SWEET POTATOES
Biotechnologists have succeeded in regenerating plants from cells carrying the bacterial T-DNA. The latest finding reveals that this extra step has also occurred in nature thousands of years ago Ghent University

Sweet potatoes contain bacterial genes says a study, showing the plant as yet another species exhibiting natural genetic modification.

Researchers from UGent and the International Potato Institute (CIP) discovered genes from the bacterium Agrobacterium in the sweet potato when they were sequencing the plant for viral diseases.

The results have been published online in PNAS (Proceedings of the National Academy of Sciences).

The bacterial DNA sequences appeared to be present in each of the 291 tested sweet potato cultivars and even in some wild related species, ruling out contamination as their source.

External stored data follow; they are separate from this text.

//! `hunkwise-core` computes line edits between two texts, groups them into hunks and lets a
//! caller choose which edits to keep.
//!
//! ## Layers
//!
//! - [`source::EditSource`]: the line-diff backend (computes, serializes and applies edits).
//!   [`source::LineDiff`] is the default implementation built on `similar`.
//! - [`group::group_edits`]: partitions an edit list into groups of adjacent edits.
//! - [`selection::Selection`]: the kept subset of edit indices.
//! - [`session::DiffSession`]: ties the three together and produces unified diffs and modified
//!   text filtered by the selection.
//! - [`shared::SharedDiffSession`]: the same operations behind a lock, for sharing a session
//!   between threads.
//!
//! Rendering unified diffs as markup lives in `hunkwise-markup`.
pub mod edit;
pub mod error;
pub mod group;
pub mod selection;
pub mod session;
pub mod shared;
pub mod source;

pub use edit::Edit;
pub use edit::Point;
pub use edit::Span;
pub use edit::apply_edits;
pub use error::DiffError;
pub use error::Result;
pub use group::EditGroup;
pub use group::group_edits;
pub use selection::Selection;
pub use session::DiffSession;
pub use session::EditSet;
pub use shared::SharedDiffSession;
pub use source::EditSource;
pub use source::LineDiff;
pub use source::LineDiffOptions;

The genes were also seen to be active in sweet potato.

Prof Lieve Gheysen, one of the researchers involved: "The natural presence of Agrobacterium T-DNA in sweet potato and its stable inheritance during evolution is a beautiful example of the possibility of DNA exchange across species barriers. It demonstrates that genetic modification also happens in nature. In comparison to "natural" GMOs, that are beyond our control, human-made GMOs have the advantage that we know exactly which characteristic we add to the plant."

Agrobacterium is specialised to transfer a part of its own DNA, the so-called T-DNA, to plants. It is this T-DNA that has been found in sweet potato.

Biotechnologists have succeeded in regenerating plants from cells carrying the bacterial T-DNA. The latest finding reveals that this extra step has also occurred in nature thousands of years ago.

This is not the first time foreign species have been found in a natural transfer process.

Called horizontal gene transfer, the natural exchange of genes between different species has resulted often in bacterial, fungal or viral DNA siding into the genome of plants or animals.

This is in contrast to normal vertical gene transfer from parents to progeny which occurs within a species.

Humans too carry bacterial genes

In fact, it is the process of swapping genetic material between neighbouring bacteria that results in antibiotic resistance in a colony.

Recent findings also demonstrate that human beings have at least 145 genes picked up from other species. Alastair Crisp and Chiara Boschetti of Cambridge University published results of their study in Genome Biology, showing the gene transfer.

While 145 genes are less than 1% of the 20,000 that human genome has, the fact remains that at least to that degree humans are part bacteria, part fungus and alga.

The ABO antigen system that defines basic blood groups seems to be of bacterial origin while the gene associated with obesity is suspected to be marine algal in nature.

Experts believe horizontal gene transfer is a natural fallout of highly dynamic genomes where genes are not fixed but can jump places on the chromosome.

Jumping genes or transposons make up more than 85% of the maize genome and about half of our own.

Among concerns over artificial genetic modification are how selecting some genes to drive particular traits in a species could present environmental and security challenges.

A gene variant given an artificial boost could eliminate other versions of the genes whose evolutionary importance scientists have no idea of. One gene is often responsible for more than one trait.